Narrative reasoning for decision-making and embracing radical uncertainties are of paramount importance in the face of the current environment in this city
Beijing’s announcement of the determination to implement the new national security law in Hong Kong stirred up anxiety in Hongkongers as more uncertainties are expected in Hong Kong’s economic, political and societal situations. The increase in anxiety was immediately reflected from the drastic drop in the Heng Sang Index on the day of the announcement. As Hongkongers, we are facing lots of unknown unknowns in various aspects in this city. How can we cope with our inevitable anxiety in our decision-making process in the face of these uncertainties?
Economists John Kay and Mervyn King in their book, “Radical Uncertainty”, suggested that for making decisions in this radically uncertain world, we need to use narrative reasoning rather than probabilistic reasoning. The fact that the world is full of radical uncertainties means that we are living in such a dynamic world that there are lots unknown unknowns that make statistical models and generic theories inadequate. Instead of trying to make decisions only based on models, theories and probabilities, we need to go into the narrative, the stories. That is to ask the question, “What is going on here?”
By narrative reasoning, Kay and King mean that all relevant events need to be taken into account and the decision outcome depends on the quality of the explanation of these events. The quality of the explanations is related to the credibility and coherence of the narrative. In this sense, we as Hongkongers need to understand and know the stories related to our current environment in an overarching way. In fact, we need to access stories from credible sources that make sense. The stories should also be in a coherent account for us to analyse the situation as best as we can. That is, the stories have to be internally consistent.
With the narratives, most of us make decisions with our judgement, instinct and emotions. In this sense, we must cultivate self-awareness of our inner experiences and emotions, and be able to manage them in a level that is conducive to an adaptive decision-making process. By cultivating mindful awareness of our internal state, we can better consider our emotional information for decision-making.
Furthermore, in the face of all the unknown unknowns, we need practical knowledge in our decision-making process. There is no single model or theory that we can rely on for decision-making. In fact, we need to be open-minded and eclectic in our decision-making process. In this dynamic world with all the constant changes and unexpected events, our practical knowledge and eclecticism help us to keep modifying our decisions and strategies to face all the unforeseeable circumstances.
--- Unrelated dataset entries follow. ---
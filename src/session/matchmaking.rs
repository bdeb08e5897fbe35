//! Allocation
//!
//! The external matchmaker decides who is expected in this session and how
//! many must connect before play starts. The host only asks once.

use std::future::Future;

use serde::{Deserialize, Serialize};
use thiserror::Error;

use crate::game::participant::SLOT_COUNT;

/// Allocation errors.
#[derive(Debug, Error)]
pub enum AllocationError {
    /// Matchmaker could not be reached.
    #[error("allocation service unavailable: {0}")]
    Unavailable(String),
    /// Matchmaker answered with something unusable.
    #[error("invalid roster: {0}")]
    InvalidRoster(String),
}

/// Who is expected in this session.
#[derive(Debug, Clone, PartialEq, Eq, Serialize, Deserialize)]
pub struct Roster {
    /// Subjects allowed to join. Empty admits anyone.
    pub expected: Vec<String>,
    /// Participants required before play starts.
    pub required_players: usize,
}

impl Roster {
    /// Reject rosters the session cannot honour.
    pub fn validate(&self) -> Result<(), AllocationError> {
        if self.required_players == 0 || self.required_players > SLOT_COUNT {
            return Err(AllocationError::InvalidRoster(format!(
                "required players {} outside 1..={}",
                self.required_players, SLOT_COUNT
            )));
        }
        if self.expected.len() > SLOT_COUNT {
            return Err(AllocationError::InvalidRoster(format!(
                "{} expected participants for {} slots",
                self.expected.len(),
                SLOT_COUNT
            )));
        }
        Ok(())
    }
}

/// One-shot roster fetch.
pub trait AllocationClient: Send + Sync {
    /// Fetch the roster for this session.
    fn fetch_roster(&self) -> impl Future<Output = Result<Roster, AllocationError>> + Send;
}

/// Roster known at startup.
#[derive(Debug, Clone)]
pub struct StaticAllocation {
    roster: Roster,
}

impl StaticAllocation {
    /// Serve `roster`.
    pub fn new(roster: Roster) -> Self {
        Self { roster }
    }

    /// Roster from `DUEL_ROSTER` (comma-separated subjects) with the given
    /// required count.
    pub fn from_env(required_players: usize) -> Self {
        let expected = std::env::var("DUEL_ROSTER")
            .map(|raw| {
                raw.split(',')
                    .map(str::trim)
                    .filter(|s| !s.is_empty())
                    .map(String::from)
                    .collect()
            })
            .unwrap_or_default();
        Self::new(Roster {
            expected,
            required_players,
        })
    }
}

impl AllocationClient for StaticAllocation {
    async fn fetch_roster(&self) -> Result<Roster, AllocationError> {
        self.roster.validate()?;
        Ok(self.roster.clone())
    }
}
Social connection is also important in the face of radical uncertainties in this world. As problems and issues are becoming more complicated and unpredictable, collective effort is more effective in applying practical knowledge and eclecticism in the decision-making process. A single person is impossible to know all the factors and dynamics. Therefore, a credible and coherent narrative needs the cooperation of groups.
To conclude, our resilience depends on our acceptance of the unknown unknowns we are all facing and ability to make plans and options accordingly. If we can embrace the uncertainties, we can appreciate the bright side of being in an uncertain world. In fact, humans thrive in the face of radical uncertainty.